Voter apathy and voter suppression are two sides of becoming disenfranchised. Thompson-Washington thinks people who don’t vote keep Tennessee a blocker state because they are not going out to vote for automatic registration and same day registration or to vote for candidates who will make it happen. 

She said people who are not involved and engaged are letting others make the laws that manage our lives. And too many of them go out of their way to limit people’s access to the right to vote. It’s a vicious and self-defeating cycle.

“I’m interested in helping people come vote, get to vote, use their right to vote, elect good leaders that help us change our lives. I’m willing to do anything to do that,” she said.

James Curbeam, Southern Region Organizing Coordinator for the International Brotherhood of Teamsters (IBT), echoed the same thoughts when he spoke Friday. 

“We’re heavily trying to get the vote out. We look towards candidates who are labor-friendly,” Curbeam said. “The ones who helped gut Workmen’s Comp and continue to be anti-union and pass anti-labor laws, those are the ones we have to hold accountable and get out of office,” he said.

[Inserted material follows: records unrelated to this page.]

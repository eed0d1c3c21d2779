//! Exponential backoff with jitter.
//!
//! Shared by the embedding client (per-request retries) and the job queue
//! (how long a failed job waits before it becomes claimable again).

use std::time::Duration;

use rand::Rng;

/// Backoff schedule for retried operations.
#[derive(Debug, Clone, PartialEq)]
pub struct RetryPolicy {
    /// Total attempts, including the first one
    pub max_attempts: u32,
    /// Delay after the first failure
    pub base_delay: Duration,
    /// Upper bound for a single delay
    pub max_delay: Duration,
    /// Give up once the next delay would push total elapsed time past this
    pub max_elapsed: Duration,
    /// Fraction of the delay randomly added or removed (0.0 disables jitter)
    pub jitter: f64,
}

impl Default for RetryPolicy {
    fn default() -> Self {
        Self {
            max_attempts: 3,
            base_delay: Duration::from_millis(200),
            max_delay: Duration::from_secs(5),
            max_elapsed: Duration::from_secs(30),
            jitter: 0.2,
        }
    }
}

impl RetryPolicy {
    /// Policy with no delays, for tests and local fakes.
    pub fn immediate(max_attempts: u32) -> Self {
        Self {
            max_attempts,
            base_delay: Duration::ZERO,
            max_delay: Duration::ZERO,
            max_elapsed: Duration::from_secs(60),
            jitter: 0.0,
        }
    }

    /// Delay to wait after `attempt` failures (1-based), before jitter.
    pub fn base_delay_for(&self, attempt: u32) -> Duration {
        let exponent = attempt.saturating_sub(1).min(20);
        let delay = self.base_delay.saturating_mul(1u32 << exponent);
        delay.min(self.max_delay)
    }

    /// Delay to wait after `attempt` failures, with jitter applied.
    pub fn delay_for(&self, attempt: u32) -> Duration {
        let delay = self.base_delay_for(attempt);
        if self.jitter <= 0.0 || delay.is_zero() {
            return delay;
        }
        let jitter = self.jitter.min(1.0);
        let factor = rand::thread_rng().gen_range((1.0 - jitter)..=(1.0 + jitter));
        delay.mul_f64(factor).min(self.max_delay)
    }
}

 Curbeam said supporting labor’s friends at election times is not enough to make positive changes in the lives of workers and their families. 

“We should be organizing and mobilizing and moving towards a brighter future collaboratively and not just come together once a year. We need to be working 365 days a year to actually make changes in America, not just in Tennessee,” he said. 

LaTosha Brown agrees. She started a group called “Black Voters Matter” and drove a black bus all over Alabama in 2016 to defeat Judge Roy Moore who was running against Doug Jones for Jeff Sessions’ Senate seat. Jones won that race and Brown took her bus on the road. (See video link below)

“The work of the Black Voter’s Matter Fund is amazing,” said Kara Turrentine, CEO of Turrency Brands, a political consulting and marketing firm. “They’ve been going across the Southern states building awareness, infrastructure, and turning out people who normally don’t vote,” Turrentine said.

“We work to support local grassroots groups,” said Brown, who is based in Atlanta, but travels  in a big black bus learning what local groups are doing and then lends them support. She said the work centers around getting more boots on the ground, knocking on doors, getting people registered to vote, and turning out voters. Like IBT’s Curbeam, Brown thinks organizing has to happen between election cycles to be really effective. 

“It’s all about communities building power, communities having local control, communities being organized and having governance and creating mechanisms like the COB (Community Oversight Board),” said Brown.

The bus criss-crossed Tennessee, stopping In Jackson, Memphis, New Market, and Chattanooga  with the same message: “Get registered and make sure you vote”. The bus has been in Nashville for three weeks and made stops at TSU, Fisk, Meharry Medical College, and North Nashville to engage young voters. Students from Tennessee Tech in Cookeville, TSU, and Fisk University attended the convention.